Thursday, June 12, 2008

A fabric huge rose, like an exhalation.

There is a mountain here, a bursting scape of defiant nature that rises up through the concrete at the center of the city. Though countered with superficially sliced walking trails, the fingers of its trees yet stretch over to either side. It is a bastion.

Though, compared to others, it isn't as much a mountain as it is a very large hill. Most say that you can reach the top in a half hour's walk. Still, like so many other things, I insist upon turning its climb into a metaphor. So I tell myself that I need to prepare, that I need to climb it only when I'm ready and have the right shoes. When saying this, I heard "You could just do it now," and, "You don't need any shoes other than what you already have."

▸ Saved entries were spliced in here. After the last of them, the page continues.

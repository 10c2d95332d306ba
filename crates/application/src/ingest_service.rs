use std::sync::Arc;

use mailtrail_core::{AppError, AppResult, SessionId};
use mailtrail_domain::{AnalysisSession, DatasetFilter, UserDirectory};
use serde::Serialize;
use tracing::{info, warn};

use crate::analysis_service::AnalysisService;
use crate::ports::{LogFileParser, SessionRepository};

/// Receipt returned after a successful upload.
#[derive(Debug, Clone, PartialEq, Eq, Serialize)]
pub struct UploadReceipt {
    /// Identifier of the registered analysis session.
    pub session_id: SessionId,
    /// Detected log flavor.
    pub log_type: String,
    /// Original upload file name.
    pub filename: String,
    /// Number of parsed data rows.
    pub rows: usize,
    /// Number of parsed columns.
    pub columns: usize,
}

/// Application service registering uploaded log exports.
#[derive(Clone)]
pub struct IngestService {
    parser: Arc<dyn LogFileParser>,
    sessions: Arc<dyn SessionRepository>,
    analysis: AnalysisService,
}

impl IngestService {
    /// Creates a new ingest service.
    #[must_use]
    pub fn new(
        parser: Arc<dyn LogFileParser>,
        sessions: Arc<dyn SessionRepository>,
        analysis: AnalysisService,
    ) -> Self {
        Self {
            parser,
            sessions,
            analysis,
        }
    }

    /// Parses an uploaded export, registers it under a fresh session, and
    /// precomputes the exchange analysis so the first dashboard request is
    /// served from the cache. The precompute is best-effort: a cache failure
    /// is logged and never fails the upload.
    pub async fn ingest(
        &self,
        filename: &str,
        contents: &[u8],
        user_map: Option<&[u8]>,
    ) -> AppResult<UploadReceipt> {
        if !has_csv_extension(filename) {
            return Err(AppError::Validation(
                "seuls les fichiers CSV sont acceptés".to_owned(),
            ));
        }

        let dataset = self.parser.parse_dataset(contents)?;
        let users = match user_map {
            Some(bytes) => UserDirectory::from_pairs(self.parser.parse_user_pairs(bytes)?),
            None => UserDirectory::new(),
        };

        let session_id = SessionId::new();
        let receipt = UploadReceipt {
            session_id,
            log_type: dataset.log_type().as_str().to_owned(),
            filename: filename.to_owned(),
            rows: dataset.row_count(),
            columns: dataset.column_count(),
        };

        self.sessions
            .save(
                session_id,
                AnalysisSession {
                    dataset,
                    users,
                    filename: filename.to_owned(),
                },
            )
            .await?;

        info!(
            %session_id,
            log_type = receipt.log_type.as_str(),
            rows = receipt.rows,
            "log export registered"
        );

        if let Err(error) = self
            .analysis
            .exchange(session_id, &DatasetFilter::default())
            .await
        {
            warn!(%session_id, %error, "exchange analysis precompute failed");
        }

        Ok(receipt)
    }
}

fn has_csv_extension(filename: &str) -> bool {
    filename
        .rsplit_once('.')
        .is_some_and(|(stem, extension)| !stem.is_empty() && extension.eq_ignore_ascii_case("csv"))
}
use mailtrail_core::{AppError, AppResult};
use serde::{Deserialize, Serialize};

/// Validated positive page size, uniform across one active dataset.
#[derive(Debug, Clone, Copy, PartialEq, Eq, Serialize, Deserialize)]
pub struct PageSize(usize);

impl PageSize {
    /// Default number of timeline rows per page.
    pub const DEFAULT: Self = Self(15);

    /// Creates a validated page size.
    pub fn new(value: usize) -> AppResult<Self> {
        if value == 0 {
            return Err(AppError::Validation(
                "page size must be a positive integer".to_owned(),
            ));
        }

        Ok(Self(value))
    }

    /// Returns the page size value.
    #[must_use]
    pub fn get(&self) -> usize {
        self.0
    }
}

impl Default for PageSize {
    fn default() -> Self {
        Self::DEFAULT
    }
}

/// One computed page window over a collection.
#[derive(Debug, Clone, PartialEq, Eq, Serialize, Deserialize)]
pub struct Page<T> {
    /// Items within the page window; empty only when the collection is empty.
    pub items: Vec<T>,
    /// Effective page after clamping, in `[1, total_pages]`.
    pub page: usize,
    /// Total page count, never below one.
    pub total_pages: usize,
}

/// Returns `max(1, ceil(len / page_size))`; an empty collection still has one
/// page so the renderer can show its explicit empty-state row.
#[must_use]
pub fn total_pages(len: usize, page_size: PageSize) -> usize {
    len.div_ceil(page_size.get()).max(1)
}

/// Computes the page window for `requested_page`, clamped to the valid range
/// before slicing. Out-of-range requests therefore never fail; they land on
/// the nearest valid page.
#[must_use]
pub fn paginate<T: Clone>(items: &[T], page_size: PageSize, requested_page: usize) -> Page<T> {
    let total_pages = total_pages(items.len(), page_size);
    let page = requested_page.clamp(1, total_pages);

    let start = (page - 1) * page_size.get();
    let end = (start + page_size.get()).min(items.len());
    let items = if start < items.len() {
        items[start..end].to_vec()
    } else {
        Vec::new()
    };

    Page {
        items,
        page,
        total_pages,
    }
}
use serde::Serialize;
use ts_rs::TS;

/// Health response payload.
#[derive(Debug, Serialize, TS)]
#[ts(
    export,
    export_to = "../../../../packages/api-types/src/generated/health-response.ts"
)]
pub struct HealthResponse {
    pub status: &'static str,
}
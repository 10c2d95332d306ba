use chrono::{DateTime, Utc};
use serde::{Deserialize, Serialize};
use serde_json::Value;

/// One audited mailbox event on the exchange timeline.
///
/// Summary fields feed the timeline table; `full_data` carries the raw audit
/// payload and is consumed only by the detail projector.
#[derive(Debug, Clone, PartialEq, Serialize, Deserialize)]
pub struct OperationRecord {
    /// Event time, when the payload carried one.
    pub timestamp: Option<DateTime<Utc>>,
    /// Operation tag, e.g. `MailItemsAccessed` or `New-InboxRule`.
    pub operation: String,
    /// Item subject or synthesized label.
    pub subject: Option<String>,
    /// Folder path, display fallback when no subject is set.
    pub folder: Option<String>,
    /// Acting mailbox or user principal.
    pub user: Option<String>,
    /// Client IP address reported by the payload.
    pub client_ip: Option<String>,
    /// Item size in bytes.
    pub size: Option<u64>,
    /// Complete raw audit payload.
    pub full_data: Option<Value>,
}

impl OperationRecord {
    /// Classifies this record for detail projection dispatch.
    #[must_use]
    pub fn kind(&self) -> OperationKind {
        OperationKind::classify(self.operation.as_str())
    }
}

/// Closed dispatch set for operation-dependent detail projection.
///
/// `Generic` is the default arm; every operation tag maps to exactly one kind.
#[derive(Debug, Clone, Copy, PartialEq, Eq, Serialize, Deserialize)]
#[serde(rename_all = "snake_case")]
pub enum OperationKind {
    /// Inbox rule creation or change (`New-InboxRule`, `Set-InboxRule`, ...).
    InboxRule,
    /// Item update.
    Update,
    /// Mailbox item access.
    MailAccess,
    /// Move into the deleted-items folder.
    MoveToDeleted,
    /// Any other operation.
    Generic,
}

impl OperationKind {
    /// Classifies an operation tag.
    ///
    /// The rule-indicator substring wins over the exact matches, so e.g. a
    /// hypothetical `Update-InboxRule` still projects as a rule.
    #[must_use]
    pub fn classify(operation: &str) -> Self {
        if operation.contains("InboxRule") {
            return Self::InboxRule;
        }

        match operation {
            "Update" => Self::Update,
            "MailItemsAccessed" => Self::MailAccess,
            "MoveToDeletedItems" => Self::MoveToDeleted,
            _ => Self::Generic,
        }
    }
}

#[cfg(test)]
mod tests {
    use super::OperationKind;

    #[test]
    fn rule_indicator_takes_precedence() {
        assert_eq!(
            OperationKind::classify("New-InboxRule"),
            OperationKind::InboxRule
        );
        assert_eq!(
            OperationKind::classify("Set-InboxRule"),
            OperationKind::InboxRule
        );
    }

    #[test]
    fn exact_kinds_classify() {
        assert_eq!(OperationKind::classify("Update"), OperationKind::Update);
        assert_eq!(
            OperationKind::classify("MailItemsAccessed"),
            OperationKind::MailAccess
        );
        assert_eq!(
            OperationKind::classify("MoveToDeletedItems"),
            OperationKind::MoveToDeleted
        );
    }

    #[test]
    fn unknown_operations_fall_back_to_generic() {
        assert_eq!(OperationKind::classify("SendAs"), OperationKind::Generic);
        assert_eq!(OperationKind::classify(""), OperationKind::Generic);
    }
}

Nothing subliminal was in those statements but, like ascension, I ran away with them to grow even more metaphors. There are two very separate appeals in making a climb. One is the excitement of going as you are and seeing what happens, an appeal of uncertainty. The other is the excitement of knowing what you are about to do, an appeal of having made proper preparations. Wonderful things can happen out of either method if the circumstances allow. But is one better than the other in all instances? Or, can one plan to be sporadic? Whatever the case, the benefits are never known until you are standing on that mountaintop. And once you are there, the method never matters.